Cause marketing is a strategy for resonating with customers through a company or brand’s support of a charity or nonprofit organization. Nonprofits benefit from the exposure a sponsor’s marketing platform provides, and it has become a valuable source of funding as government funding and individual donations have been squeezed during the recession. Cause marketing is beneficial to the companies involved because it creates goodwill for their brands and often creates incremental sales when donations to a cause are contingent on product sales (e.g., 10% of sales during a time period are donated to the sponsored cause).
The payoffs of cause marketing mentioned here have been recognized for some time. Another payoff is becoming clear: consumers expect companies that they do business with to be involved in supporting causes and they want to buy products from companies that are active in cause marketing. Cone, Inc. has conducted research into consumers’ attitudes toward cause marketing for nearly 20 years. In its most recent study, Cone found that 83% of consumers want more of the companies that they do business with to be involved in supporting causes; 41% said they have purchased a product within the past year because of the seller’s involvement in supporting a cause. That percentage is noteworthy because it is double what it was when Cone first started tracking consumer response to cause marketing. Moms and millennials are two consumer segments particularly interested in companies’ cause support.

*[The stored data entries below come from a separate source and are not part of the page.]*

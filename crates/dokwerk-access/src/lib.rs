// SPDX-License-Identifier: PMPL-1.0-or-later
// Copyright (c) 2026 Jonathan D.A. Jewell (hyperpolymath) <jonathan.jewell@open.ac.uk>
//
// dokwerk-access — who may run operations, and how many.
//
// A durable, append-only usage log in SQLite; calendar-month quota windows;
// the quota enforcer that admits or rejects a request against that log; and
// the API-key directory that turns a credential into a user id.

pub mod enforcer;
pub mod identity;
pub mod usage;
pub mod window;

pub use enforcer::{Decision, QuotaEnforcer, QuotaStatus};
pub use identity::{ApiKeyDirectory, hash_key};
pub use usage::{Admission, SqliteUsageStore, UsageRecord, UsageStore};
pub use window::QuotaWindow;
// SPDX-License-Identifier: PMPL-1.0-or-later
// Copyright (c) 2026 Jonathan D.A. Jewell (hyperpolymath) <jonathan.jewell@open.ac.uk>
//
// OCR language catalogue (Tesseract-style three-letter codes).

use dokwerk_core::error::{DokwerkError, Result};

/// Every language code a recognition request may name, with its English name.
pub const LANGUAGES: &[(&str, &str)] = &[
    ("afr", "Afrikaans"),
    ("amh", "Amharic"),
    ("ara", "Arabic"),
    ("asm", "Assamese"),
    ("aze", "Azerbaijani"),
    ("aze_cyrl", "Azerbaijani (Cyrillic)"),
    ("bel", "Belarusian"),
    ("ben", "Bengali"),
    ("bod", "Tibetan"),
    ("bos", "Bosnian"),
    ("bre", "Breton"),
    ("bul", "Bulgarian"),
    ("cat", "Catalan"),
    ("ceb", "Cebuano"),
    ("ces", "Czech"),
    ("chi_sim", "Chinese (Simplified)"),
    ("chi_tra", "Chinese (Traditional)"),
    ("chr", "Cherokee"),
    ("cym", "Welsh"),
    ("dan", "Danish"),
    ("deu", "German"),
    ("dzo", "Dzongkha"),
    ("ell", "Greek"),
    ("eng", "English"),
    ("enm", "Middle English"),
    ("epo", "Esperanto"),
    ("est", "Estonian"),
    ("eus", "Basque"),
    ("fas", "Persian"),
    ("fin", "Finnish"),
    ("fra", "French"),
    ("frk", "Fraktur"),
    ("frm", "Middle French"),
    ("gle", "Irish"),
    ("glg", "Galician"),
    ("grc", "Ancient Greek"),
    ("guj", "Gujarati"),
    ("hat", "Haitian Creole"),
    ("heb", "Hebrew"),
    ("hin", "Hindi"),
    ("hrv", "Croatian"),
    ("hun", "Hungarian"),
    ("iku", "Inuktitut"),
    ("ind", "Indonesian"),
    ("isl", "Icelandic"),
    ("ita", "Italian"),
    ("ita_old", "Italian (Old)"),
    ("jav", "Javanese"),
    ("jpn", "Japanese"),
    ("kan", "Kannada"),
    ("kat", "Georgian"),
    ("kat_old", "Georgian (Old)"),
    ("kaz", "Kazakh"),
    ("khm", "Khmer"),
    ("kir", "Kyrgyz"),
    ("kor", "Korean"),
    ("kur", "Kurdish"),
    ("lao", "Lao"),
    ("lat", "Latin"),
    ("lav", "Latvian"),
    ("lit", "Lithuanian"),
    ("ltz", "Luxembourgish"),
    ("mal", "Malayalam"),
    ("mar", "Marathi"),
    ("mkd", "Macedonian"),
    ("mlt", "Maltese"),
    ("mon", "Mongolian"),
    ("mri", "Maori"),
    ("msa", "Malay"),
    ("mya", "Burmese"),
    ("nep", "Nepali"),
    ("nld", "Dutch"),
    ("nor", "Norwegian"),
    ("oci", "Occitan"),
    ("ori", "Oriya"),
    ("pan", "Punjabi"),
    ("pol", "Polish"),
    ("por", "Portuguese"),
    ("pus", "Pashto"),
    ("que", "Quechua"),
    ("ron", "Romanian"),
    ("rus", "Russian"),
    ("san", "Sanskrit"),
    ("sin", "Sinhala"),
    ("slk", "Slovak"),
    ("slv", "Slovenian"),
    ("snd", "Sindhi"),
    ("spa", "Spanish"),
    ("spa_old", "Spanish (Old)"),
    ("sqi", "Albanian"),
    ("srp", "Serbian"),
    ("srp_latn", "Serbian (Latin)"),
    ("sun", "Sundanese"),
    ("swa", "Swahili"),
    ("swe", "Swedish"),
    ("syr", "Syriac"),
    ("tam", "Tamil"),
    ("tat", "Tatar"),
    ("tel", "Telugu"),
    ("tgk", "Tajik"),
    ("tgl", "Tagalog"),
    ("tha", "Thai"),
    ("tir", "Tigrinya"),
    ("ton", "Tongan"),
    ("tur", "Turkish"),
    ("uig", "Uyghur"),
    ("ukr", "Ukrainian"),
    ("urd", "Urdu"),
    ("uzb", "Uzbek"),
    ("uzb_cyrl", "Uzbek (Cyrillic)"),
    ("vie", "Vietnamese"),
    ("yid", "Yiddish"),
    ("yor", "Yoruba"),
];

/// English name for `code`, if it is in the catalogue.
pub fn language_name(code: &str) -> Option<&'static str> {
    LANGUAGES
        .iter()
        .find(|(c, _)| *c == code)
        .map(|(_, name)| *name)
}

/// Accept a single code or a `+`-joined combination such as `eng+por`.
pub fn validate(language: &str) -> Result<()> {
    if language.is_empty() {
        return Err(DokwerkError::InvalidParameter("empty OCR language".into()));
    }
    for code in language.split('+') {
        if language_name(code).is_none() {
            return Err(DokwerkError::InvalidParameter(format!(
                "unsupported OCR language '{code}'"
            )));
        }
    }
    Ok(())
}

The percentages of consumers that have favorable views of cause marketing, desire to buy brands associated with causes, and actual purchase behavior of brands sponsoring causes are higher than the general population.
The takeaways from the recent Cone study are clear: consumers expect companies to support causes, and they want to buy products and services from companies engaged in cause support. Other studies have found that one impact of the recession is that many people have re-examined priorities and seek more meaning in their lives. Marketers should re-examine their priorities, too, and ask how they can use cause marketing to bring greater significance to their business impact. The potential exists for cause marketing to touch the nonprofit organizations supported, consumers who buy products linked to cause support, employees, and most importantly, the constituents served by the nonprofits.
Media Buyer Planner – “Consumers Support Companies that Support a Cause, Finds Study”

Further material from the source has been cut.